After surfing, all of us met Carlos and Vincent at Aka Sushi for dinner. Jonathan, Carlos, and Vincent left a little early to set up for their performance as Milhouse. The rest of us then met up with them at the Mug Room to watch the show. Although the bar was freezing inside, the show was quite entertaining. I think everyone agreed it was sophisticated too.
Sunday morning, I got coffee at Agua Java before we all met for breakfast at La Bahia.
At the beach, Marty and Jonathan rigged up with bigger sails for more harness practice. I went out to take a few more shots at the back foot strap. Meanwhile Jason assembled a new roof rack on his Civic.
Jonathan was really hauling on a 180 liter board. Both the Worldwinds staff and I tried to convince him to get a smaller board or bigger sail, but he seemed content to practice harness with the board he had.
After a few hours on the water, I came in for a break.
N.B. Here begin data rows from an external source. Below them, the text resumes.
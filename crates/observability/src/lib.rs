//! Tracing/logging setup shared by every binary embedding the cart engine.

/// Tracing configuration (filters, output format).
pub mod tracing;

pub use crate::tracing::{LogFormat, ObservabilityConfig};

/// Initialize process-wide tracing/logging.
///
/// This is safe to call multiple times; subsequent calls become no-ops.
pub fn init(config: &ObservabilityConfig) {
    crate::tracing::init(config);
}
//! Sale totals derived from cart lines.

use serde::Serialize;

use poscart_cart::LineItem;
use poscart_core::Money;

/// Totals shown on the POS terminal and sent with a completed sale.
#[derive(Debug, Clone, Copy, Default, PartialEq, Eq, Serialize)]
#[serde(rename_all = "camelCase")]
pub struct CartTotals {
    /// Sum of line totals as priced.
    pub subtotal: Money,
    /// Tax contained in tax-inclusive lines plus tax added on top of the rest.
    pub tax: Money,
    /// Subtotal plus tax-exclusive tax.
    pub grand_total: Money,
    pub line_count: usize,
    pub unit_count: i64,
}

impl CartTotals {
    pub fn from_lines(lines: &[LineItem]) -> Self {
        let mut totals = Self::default();
        let mut added_tax = Money::ZERO;

        for line in lines {
            totals.subtotal += line.line_total();
            totals.line_count += 1;
            totals.unit_count = totals.unit_count.saturating_add(line.quantity());

            let Some(rate) = line.tax_rate() else {
                continue;
            };
            if line.tax_included() {
                totals.tax += line.line_total().included_tax(rate);
            } else {
                let tax = line.line_total().percent(rate);
                totals.tax += tax;
                added_tax += tax;
            }
        }

        totals.grand_total = totals.subtotal + added_tax;
        totals
    }
}
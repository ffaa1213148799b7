//! Serializable cart commands, one per engine operation.
//!
//! UI event handlers (scan callbacks, quantity inputs, wholesale switch) hand
//! these to [`LineCollection::execute`](crate::LineCollection::execute) or to a
//! context's `execute`.

use serde::{Deserialize, Serialize};

use poscart_core::{LocalId, Money};

use crate::line::{LineDraft, LinePatch, PricingMode};

#[derive(Debug, Clone, PartialEq, Serialize, Deserialize)]
#[serde(tag = "op", rename_all = "snake_case", rename_all_fields = "camelCase")]
pub enum CartCommand {
    ReplaceAll { items: Vec<LineDraft> },
    AddLine(LineDraft),
    UpdateLine(LinePatch),
    RemoveLine { local_id: LocalId },
    SetQuantity { local_id: LocalId, quantity: i64 },
    SetUnitPrice { local_id: LocalId, unit_price: Money },
    SetReceivedQuantity { local_id: LocalId, received_quantity: i64 },
    SetPricingMode { local_id: LocalId, mode: PricingMode },
    SetPricingModeAll { mode: PricingMode },
    Clear,
}

impl CartCommand {
    /// Stable operation name, as used in logs.
    pub fn name(&self) -> &'static str {
        match self {
            CartCommand::ReplaceAll { .. } => "replace_all",
            CartCommand::AddLine(_) => "add_line",
            CartCommand::UpdateLine(_) => "update_line",
            CartCommand::RemoveLine { .. } => "remove_line",
            CartCommand::SetQuantity { .. } => "set_quantity",
            CartCommand::SetUnitPrice { .. } => "set_unit_price",
            CartCommand::SetReceivedQuantity { .. } => "set_received_quantity",
            CartCommand::SetPricingMode { .. } => "set_pricing_mode",
            CartCommand::SetPricingModeAll { .. } => "set_pricing_mode_all",
            CartCommand::Clear => "clear",
        }
    }
}

#[cfg(test)]
mod tests {
    use super::*;
    use poscart_core::ProductId;

    #[test]
    fn commands_decode_from_ui_payloads() {
        let cmd: CartCommand =
            serde_json::from_str(r#"{"op":"set_quantity","localId":3,"quantity":5}"#).unwrap();
        assert_eq!(
            cmd,
            CartCommand::SetQuantity {
                local_id: LocalId(3),
                quantity: 5
            }
        );

        let cmd: CartCommand = serde_json::from_str(
            r#"{"op":"add_line","localId":1,"productId":10,"unitPrice":50,"quantity":2}"#,
        )
        .unwrap();
        match cmd {
            CartCommand::AddLine(draft) => {
                assert_eq!(draft.product_id, Some(ProductId(10)));
                assert_eq!(draft.quantity, 2);
            }
            other => panic!("unexpected command: {other:?}"),
        }

        let cmd: CartCommand = serde_json::from_str(r#"{"op":"clear"}"#).unwrap();
        assert_eq!(cmd.name(), "clear");
    }

    #[test]
    fn pricing_mode_uses_lowercase_names() {
        let cmd = CartCommand::SetPricingModeAll {
            mode: PricingMode::Wholesale,
        };
        let json = serde_json::to_value(&cmd).unwrap();
        assert_eq!(json["op"], "set_pricing_mode_all");
        assert_eq!(json["mode"], "wholesale");
    }
}
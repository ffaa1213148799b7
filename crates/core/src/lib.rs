//! `poscart-core` — domain foundation building blocks for the cart engine.
//!
//! Identifiers, money, and the small trait vocabulary shared by every cart
//! context. No IO lives here.

pub mod aggregate;
pub mod entity;
pub mod error;
pub mod id;
pub mod money;
pub mod value_object;

pub use aggregate::{AggregateRoot, ExpectedVersion};
pub use entity::Entity;
pub use error::{DomainError, DomainResult};
pub use id::{LocalId, LocalIdSequence, OrderId, ProductId, PurchaseOrderId, StoreId};
pub use money::Money;
pub use value_object::{ValueObject, VariantKey};
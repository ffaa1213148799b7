//! Entity trait: identity + continuity across state changes.

/// Entity marker + minimal interface.
///
/// A cart line is an entity: its quantity and price change over time, but
/// update and remove operations always address it by the same identifier.
pub trait Entity {
    /// Strongly-typed entity identifier.
    type Id: Copy + Eq + core::hash::Hash + core::fmt::Debug;

    /// Returns the entity identifier.
    fn id(&self) -> Self::Id;
}
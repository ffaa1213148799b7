//! Purchasing context of the cart engine (purchase order drafts).
//!
//! Deterministic in-memory logic only (no IO, no HTTP, no storage).

pub mod order;

pub use order::{PurchaseOrderDraft, PurchaseOrderSubmission};
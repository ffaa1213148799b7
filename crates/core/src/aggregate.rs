//! Aggregate root trait and optimistic concurrency checks.

use crate::error::{DomainError, DomainResult};

/// Aggregate root marker + minimal interface.
///
/// Every cart context (store cart, purchase order draft, order edit session)
/// owns exactly one line collection and is the consistency boundary for it.
pub trait AggregateRoot {
    /// Strongly-typed aggregate identifier.
    type Id: Clone + Eq + core::hash::Hash + core::fmt::Debug;

    /// Returns the aggregate identifier.
    fn id(&self) -> &Self::Id;

    /// Monotonically increasing version of the aggregate's state.
    ///
    /// Incremented once per applied mutation; ignored mutations leave it as is.
    fn version(&self) -> u64;
}

/// Optimistic concurrency expectation for an aggregate.
#[derive(Debug, Copy, Clone, PartialEq, Eq)]
pub enum ExpectedVersion {
    /// Skip version checking.
    Any,
    /// Require the aggregate to be at an exact version.
    Exact(u64),
}

impl ExpectedVersion {
    pub fn matches(self, actual: u64) -> bool {
        match self {
            ExpectedVersion::Any => true,
            ExpectedVersion::Exact(v) => v == actual,
        }
    }

    pub fn check(self, actual: u64) -> DomainResult<()> {
        if self.matches(actual) {
            Ok(())
        } else {
            Err(DomainError::conflict(format!(
                "optimistic concurrency check failed (expected: {self:?}, actual: {actual})"
            )))
        }
    }
}
//! POS carts, one per store.

use std::collections::HashMap;

use chrono::{DateTime, Utc};
use serde::Serialize;
use tracing::{debug, info};

use poscart_cart::{
    CartCommand, CartConfig, IgnoreReason, LineCollection, LineDraft, LineItem, LinePatch,
    Outcome, PricingMode,
};
use poscart_core::{AggregateRoot, DomainResult, ExpectedVersion, LocalId, Money, StoreId};

use crate::totals::CartTotals;

/// The sale in progress at one store's terminal.
#[derive(Debug, Clone, PartialEq)]
pub struct StoreCart {
    store_id: StoreId,
    lines: LineCollection,
    pricing_mode: PricingMode,
    opened_at: DateTime<Utc>,
}

impl StoreCart {
    pub fn open(store_id: StoreId, config: CartConfig, opened_at: DateTime<Utc>) -> Self {
        Self {
            store_id,
            lines: LineCollection::new(config),
            pricing_mode: PricingMode::Regular,
            opened_at,
        }
    }

    pub fn store_id(&self) -> StoreId {
        self.store_id
    }

    pub fn lines(&self) -> &[LineItem] {
        self.lines.lines()
    }

    pub fn get(&self, local_id: LocalId) -> Option<&LineItem> {
        self.lines.get(local_id)
    }

    pub fn is_empty(&self) -> bool {
        self.lines.is_empty()
    }

    pub fn opened_at(&self) -> DateTime<Utc> {
        self.opened_at
    }

    pub fn pricing_mode(&self) -> PricingMode {
        self.pricing_mode
    }

    pub fn is_wholesale(&self) -> bool {
        self.pricing_mode == PricingMode::Wholesale
    }

    pub fn totals(&self) -> CartTotals {
        CartTotals::from_lines(self.lines.lines())
    }

    pub fn subtotal(&self) -> Money {
        self.lines.subtotal()
    }

    pub fn replace_all<I>(&mut self, items: I) -> Outcome
    where
        I: IntoIterator<Item = LineDraft>,
    {
        self.lines.replace_all(items)
    }

    /// Add a scanned/selected candidate, priced in the cart's current mode.
    pub fn add_line(&mut self, candidate: LineDraft) -> Outcome {
        self.lines.add_line(candidate.priced_for(self.pricing_mode))
    }

    /// Patch a line; a line the patch creates is priced in the cart's mode.
    pub fn update_line(&mut self, patch: LinePatch) -> Outcome {
        self.lines.update_line_in_mode(patch, self.pricing_mode)
    }

    pub fn remove_line(&mut self, local_id: LocalId) -> Outcome {
        self.lines.remove_line(local_id)
    }

    pub fn set_quantity(&mut self, local_id: LocalId, quantity: i64) -> Outcome {
        self.lines.set_quantity(local_id, quantity)
    }

    pub fn set_unit_price(&mut self, local_id: LocalId, unit_price: Money) -> Outcome {
        self.lines.set_unit_price(local_id, unit_price)
    }

    pub fn set_pricing_mode(&mut self, local_id: LocalId, mode: PricingMode) -> Outcome {
        self.lines.set_pricing_mode(local_id, mode)
    }

    /// Wholesale toggle: reprice every line and every line added later.
    pub fn set_wholesale(&mut self, wholesale: bool) -> Outcome {
        self.pricing_mode = if wholesale {
            PricingMode::Wholesale
        } else {
            PricingMode::Regular
        };
        self.lines.set_pricing_mode_all(self.pricing_mode)
    }

    pub fn clear(&mut self) -> Outcome {
        self.lines.clear()
    }

    pub fn execute(&mut self, command: CartCommand) -> Outcome {
        match command {
            CartCommand::AddLine(candidate) => self.add_line(candidate),
            CartCommand::UpdateLine(patch) => self.update_line(patch),
            CartCommand::SetPricingModeAll { mode } => {
                self.set_wholesale(mode == PricingMode::Wholesale)
            }
            CartCommand::SetReceivedQuantity { .. } => {
                debug!(store_id = %self.store_id, op = command.name(), "not available on a POS cart");
                Outcome::Ignored(IgnoreReason::UnsupportedInContext)
            }
            other => self.lines.execute(other),
        }
    }

    pub fn execute_expected(
        &mut self,
        expected: ExpectedVersion,
        command: CartCommand,
    ) -> DomainResult<Outcome> {
        expected.check(self.version())?;
        Ok(self.execute(command))
    }

    /// Close the cart into a sale ready for submission.
    pub fn checkout(self, completed_at: DateTime<Utc>) -> SaleSubmission {
        let totals = self.totals();
        SaleSubmission {
            store_id: self.store_id,
            pricing_mode: self.pricing_mode,
            opened_at: self.opened_at,
            completed_at,
            totals,
            lines: self.lines.into_lines(),
        }
    }
}

impl AggregateRoot for StoreCart {
    type Id = StoreId;

    fn id(&self) -> &Self::Id {
        &self.store_id
    }

    fn version(&self) -> u64 {
        self.lines.version()
    }
}

/// A completed sale, handed to the order submission service.
#[derive(Debug, Clone, PartialEq, Serialize)]
#[serde(rename_all = "camelCase")]
pub struct SaleSubmission {
    pub store_id: StoreId,
    pub pricing_mode: PricingMode,
    pub opened_at: DateTime<Utc>,
    pub completed_at: DateTime<Utc>,
    pub totals: CartTotals,
    pub lines: Vec<LineItem>,
}

/// Open carts keyed by store.
///
/// Handing out `&mut StoreCart` for a single store keeps every operation
/// scoped to that store's lines.
#[derive(Debug, Clone, Default)]
pub struct PosCarts {
    carts: HashMap<StoreId, StoreCart>,
    config: CartConfig,
}

impl PosCarts {
    pub fn new(config: CartConfig) -> Self {
        Self {
            carts: HashMap::new(),
            config,
        }
    }

    pub fn cart(&self, store_id: StoreId) -> Option<&StoreCart> {
        self.carts.get(&store_id)
    }

    /// The store's cart, opened empty on first access.
    pub fn cart_mut(&mut self, store_id: StoreId) -> &mut StoreCart {
        let config = self.config;
        self.carts.entry(store_id).or_insert_with(|| {
            debug!(%store_id, "opening store cart");
            StoreCart::open(store_id, config, Utc::now())
        })
    }

    /// Drop a store's cart without completing the sale.
    pub fn discard(&mut self, store_id: StoreId) -> Option<StoreCart> {
        let cart = self.carts.remove(&store_id);
        if cart.is_some() {
            debug!(%store_id, "discarded store cart");
        }
        cart
    }

    /// Complete the store's sale. Absent or empty carts are left alone.
    pub fn checkout(&mut self, store_id: StoreId) -> Option<SaleSubmission> {
        if self.carts.get(&store_id).is_none_or(StoreCart::is_empty) {
            return None;
        }
        let cart = self.carts.remove(&store_id)?;
        let sale = cart.checkout(Utc::now());
        info!(
            %store_id,
            lines = sale.lines.len(),
            grand_total = %sale.totals.grand_total,
            "sale checked out"
        );
        Some(sale)
    }

    pub fn stores(&self) -> impl Iterator<Item = StoreId> + '_ {
        self.carts.keys().copied()
    }

    pub fn len(&self) -> usize {
        self.carts.len()
    }

    pub fn is_empty(&self) -> bool {
        self.carts.is_empty()
    }
}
While I was hydrating, I told Randy of Worldwinds about my frustration with the back foot strap. He suggested that I put the toes of my back foot directly on top of the back foot strap. Once I got stable in that position, I could pivot my foot into the strap without lifting it.
I returned to the water and tried Randy's suggestion. I easily put my foot on top of the back foot strap, but I had a hard time using only my toes. Gradually, through sheer force of will, I pulled my toes back to the edge of the strap. As my toes fell off the top, I pushed them under the pad. For a tantalizing instant before the board lost power carving upwind, my toes were in the strap.
Determined to get it to work, I repeated the exercise. This time, I focused on keeping the sail powered, and struggled to keep the board level by pushing with my front toes. As soon as my back foot found the strap's opening, I jammed it in hard. The board again turned upwind slightly, but this time I corrected the motion by getting low and pushing through my toes.
It took a few seconds for the exciting truth to register: I was finally planing in both straps. I did it!
As I experimented with my stance in the straps, I found that I could really lean out and back now that I was anchored to the board. I could also lean the sail back enough to nearly touch the foot of the sail to the deck. Going upwind was also much easier; it felt like I could rocket directly into it. Straps are fun.
Like many windsurfing skills, the straps felt almost trivially easy after only doing it once. After I tacked at the end of my first back strap run, I jammed my feet into the straps like I had been doing it all my life. What was the big deal again?